Mairi Gougeon MSP, Cabinet Secretary for Rural Affairs, Land Reform and Islands, went to see how the RHET spent the funding to educate Scotland’s young people.
Gougeon joined over 100 primary five and six pupils from the Brechin schools cluster, who were meeting local farmers, growers and rural businesses running a variety of sessions to learn about how Scottish food is produced.
At this event, pupils were educated about topics including dairy and making butter; seeds, sheaves and growing crops; beekeeping and even using John Deere machinery
The Royal Highland Education Trust was established in 1999 and provides free resources, farm visits and classroom speakers which allow children to learn more about Scottish farming, food and the countryside.
RHET currently engages with around one in eight of Scottish schoolchildren through 13 local Countryside Initiatives.
RHET takes over 18,000 children out to farms each academic year and provides more than 28,000 children with a classroom speaker talk.
RHET is run as a charity and receives its core funding from the Royal Highland and Agricultural Society of Scotland (RHASS).
Other operating costs are covered by grants and funds from a number of trusts, companies and funding organisations, including the Scottish Government.
Speaking at the event, Mairi Gougeon MSP said: “I am delighted to be here to see first-hand the benefits of the Royal Highland Education Trust’s Food and Farming education programme.
“Since 2017 the Scottish Government has given over £700k to the Royal Highland Education Trust (RHET) in order to support their programme of school farm visits and associated educational resources for schools.
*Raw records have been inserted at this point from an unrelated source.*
//! Target slot registry for the Chiang Mai water situation report.
//!
//! Defines the fixed, ordered lists of reservoirs, dams and water stations
//! the report always shows, with or without matching data, plus the basins
//! the time-series selector can switch between. This is the single source of
//! truth for location names - reconciliation and rendering should reference
//! slots from here rather than hardcoding names.

use serde::Serialize;

// ---------------------------------------------------------------------------
// Reservoirs and dams
// ---------------------------------------------------------------------------

/// Medium-sized reservoirs, in the order of the two-column reservoir grid.
pub static TARGET_RESERVOIRS: &[&str] = &[
    "อ่างเก็บน้ำแม่แหลงหลวง",
    "อ่างเก็บน้ำห้วยเดื่อ",
    "อ่างเก็บน้ำแม่ทะลบหลวง",
    "อ่างเก็บน้ำห้วยแม่ข้อน",
    "อ่างเก็บน้ำแม่โก๋น",
    "อ่างเก็บน้ำห้วยแม่ออน",
    "อ่างเก็บน้ำแม่จอกหลวง",
    "อ่างเก็บน้ำห้วยมะนาว",
    "อ่างเก็บน้ำโป่งจ้อ",
    "อ่างเก็บน้ำสันหนอง",
    "อ่างเก็บน้ำแม่ตูบ",
];

/// Large dams, top to bottom in the dam column.
pub static TARGET_DAMS: &[&str] = &["เขื่อนแม่งัดสมบูรณ์ชล", "เขื่อนแม่กวง"];

// ---------------------------------------------------------------------------
// Water stations (positioned on the river diagram)
// ---------------------------------------------------------------------------

/// Which side of the river diagram a station tag hangs from. Left-side tags
/// are mirrored so their pointer faces the river.
#[derive(Debug, Clone, Copy, PartialEq, Eq, Serialize)]
#[serde(rename_all = "lowercase")]
pub enum Side {
    Left,
    Right,
}

/// A water-station slot with its fixed position on the river diagram.
#[derive(Debug, PartialEq, Serialize)]
pub struct StationSlot {
    /// Name used for matching against the water-station endpoint.
    pub name: &'static str,
    /// Label shown on the tag when it differs from `name` (may contain `\n`).
    pub display_name: Option<&'static str>,
    pub side: Side,
    /// Distance from the top of the diagram, percent.
    pub top_pct: f32,
    /// Distance from the `side` edge of the diagram, percent.
    pub edge_pct: f32,
    pub width_px: u32,
    pub height_px: u32,
    /// Smaller name font for long labels.
    pub name_font_px: Option<u32>,
}

impl StationSlot {
    pub fn label(&self) -> &'static str {
        self.display_name.unwrap_or(self.name)
    }
}

const fn left(name: &'static str, top_pct: f32, edge_pct: f32, width_px: u32, height_px: u32) -> StationSlot {
    StationSlot { name, display_name: None, side: Side::Left, top_pct, edge_pct, width_px, height_px, name_font_px: None }
}

const fn right(name: &'static str, top_pct: f32, edge_pct: f32, width_px: u32, height_px: u32) -> StationSlot {
    StationSlot { name, display_name: None, side: Side::Right, top_pct, edge_pct, width_px, height_px, name_font_px: None }
}

/// Water stations along the Ping river and its tributaries, left bank first
/// (north to south), then right bank.
pub static TARGET_WATER_STATIONS: &[StationSlot] = &[
    // Left side
    left("สถานีสะพานห้วยแม่สาว", 23.2, 32.2, 160, 95),
    left("สถานีแม่อาย", 31.7, 29.8, 150, 90),
    left("สถานีบ้านช่อแล", 39.5, 32.2, 160, 95),
    left("สถานีฮอด", 49.5, 25.9, 140, 90),
    left("สถานีสันทราย", 58.8, 24.7, 140, 80),
    left("สถานีสะพานบ้านแม่สา", 70.7, 25.0, 150, 90),
    left("สถานีทต.ทุ่งสะโตก", 79.3, 25.0, 150, 90),
    // Right side
    right("สถานีเชียงดาว", 30.7, 29.8, 160, 95),
    right("สถานีบ้านเชียงดาว", 39.5, 25.4, 150, 90),
    right("สถานีแม่แตง", 48.5, 24.7, 155, 85),
    StationSlot {
        display_name: Some("สถานีฝ่ายส่งน้ำและ\nบำรุงรักษาที่ 2"),
        name_font_px: Some(8),
        ..right("สถานีฝ่ายส่งน้ำและบำรุงรักษาที่ 2", 56.5, 24.7, 155, 90)
    },
    StationSlot {
        display_name: Some("สถานีบ้านแม่แต\n*สถานีเฝ้าระวัง"),
        name_font_px: Some(8),
        ..right("สถานีบ้านแม่แต", 64.2, 37.7, 160, 95)
    },
    StationSlot {
        display_name: Some("สถานีสะพานนวรัฐ\n*สถานีเตือนภัย"),
        name_font_px: Some(8),
        ..right("สถานีสะพานนวรัฐ", 73.0, 29.0, 160, 95)
    },
    StationSlot {
        display_name: Some("สถานีสะพานห้วย\nแม่ตาช้าง"),
        ..right("สถานีสะพานห้วยแม่ตาช้าง", 81.0, 31.3, 160, 100)
    },
];

// ---------------------------------------------------------------------------
// Basins (time-series selector)
// ---------------------------------------------------------------------------

/// A river basin the rainfall / soil-moisture / SPEI fixtures are keyed by.
#[derive(Debug, PartialEq, Eq, Serialize)]
pub struct Basin {
    pub id: &'static str,
    pub name: &'static str,
}

pub const DEFAULT_BASIN: &str = "ping";

pub static BASINS: &[Basin] = &[
    Basin { id: "ping", name: "ลุ่มน้ำปิงตอนบน" },
    Basin { id: "mae_taeng", name: "ลุ่มน้ำแม่แตง" },
    Basin { id: "mae_ngat", name: "ลุ่มน้ำแม่งัด" },
    Basin { id: "mae_kuang", name: "ลุ่มน้ำแม่กวง" },
    Basin { id: "mae_chaem", name: "ลุ่มน้ำแม่แจ่ม" },
];

/// Looks up a basin by id. Returns `None` if not found.
pub fn find_basin(id: &str) -> Option<&'static Basin> {
    BASINS.iter().find(|b| b.id == id)
}

/// Looks up a water-station slot by its matching name.
pub fn find_station_slot(name: &str) -> Option<&'static StationSlot> {
    TARGET_WATER_STATIONS.iter().find(|s| s.name == name)
}

// ---------------------------------------------------------------------------
// Tests
// ---------------------------------------------------------------------------

#[cfg(test)]
mod tests {
    use super::*;
    use std::collections::HashSet;

    #[test]
    fn test_registry_sizes_match_report_layout() {
        assert_eq!(TARGET_RESERVOIRS.len(), 11, "reservoir grid has 11 cells");
        assert_eq!(TARGET_DAMS.len(), 2, "dam column has 2 dams");
        assert_eq!(TARGET_WATER_STATIONS.len(), 14, "river diagram has 14 tags");
    }

    #[test]
    fn test_no_duplicate_target_names() {
        let mut seen = HashSet::new();
        for name in TARGET_RESERVOIRS.iter().chain(TARGET_DAMS) {
            assert!(seen.insert(*name), "duplicate target '{}'", name);
        }
        for slot in TARGET_WATER_STATIONS {
            assert!(seen.insert(slot.name), "duplicate station '{}'", slot.name);
        }
    }

    #[test]
    fn test_station_positions_inside_diagram() {
        for slot in TARGET_WATER_STATIONS {
            assert!(slot.top_pct > 0.0 && slot.top_pct < 100.0, "{}", slot.name);
            assert!(slot.edge_pct > 0.0 && slot.edge_pct < 50.0, "{}", slot.name);
            assert!(slot.width_px > 0 && slot.height_px > 0, "{}", slot.name);
        }
    }

    #[test]
    fn test_left_stations_listed_before_right() {
        let first_right = TARGET_WATER_STATIONS
            .iter()
            .position(|s| s.side == Side::Right)
            .expect("right-side stations exist");
        assert!(TARGET_WATER_STATIONS[..first_right].iter().all(|s| s.side == Side::Left));
        assert!(TARGET_WATER_STATIONS[first_right..].iter().all(|s| s.side == Side::Right));
    }

    #[test]
    fn test_label_falls_back_to_name() {
        let mae_ai = find_station_slot("สถานีแม่อาย").expect("แม่อาย in registry");
        assert_eq!(mae_ai.label(), "สถานีแม่อาย");

        let nawarat = find_station_slot("สถานีสะพานนวรัฐ").expect("นวรัฐ in registry");
        assert!(nawarat.label().contains('\n'));
        assert_eq!(nawarat.name_font_px, Some(8));
    }

    #[test]
    fn test_default_basin_is_registered() {
        assert!(find_basin(DEFAULT_BASIN).is_some());
        assert!(find_basin("nowhere").is_none());
    }
}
“This has allowed them to educate and inspire thousands of children and young people on how Scottish food is produced.
“This fresh support will allow RHET to reach even more children, many of whom are from deprived areas.
“The programme provides an opportunity for young people to visit a farm and offers a hands-on educational experience which highlights the importance of farming and food production to our society.
“One of the aims of our Good Food Nation Act is to improve access to, and understanding of, the benefits of healthy local foods for everyone in Scotland.
“It is clear that this ambitious project is contributing massively to this wider vision.”
RHET Chairman Alistair Marshall said: “We are very grateful to the Scottish Government for this award which helps support our aim of getting pupils and their teachers out into the working countryside, to get wellies on the ground and ignite their curiosity.
“We offer all our visits, talks and events for free and this is important to us all in the RHET national network, to make food and farming fun and accessible for all.
“Through using event spaces creatively, and working in collaboration with Angus Show, as we have today, we can offer more schools the chance to get hands. Brechin show is open tomorrow for the public so today we are using the big marquee for workshops, keeping us out the rain or sun!”
RHET Angus chairman Bruce Christie said: “Every one of Ms Gougeon’s constituents need a farmer three times a day.
“The support from the award from Scottish Government means we can keep events like this in the school calendar, helping Scotland’s young people get better connections with their local food and farming industries.”
“Listening to their questions and seeing the penny drop as they see seeds ground into flour is part of the reason I love volunteering with RHET.”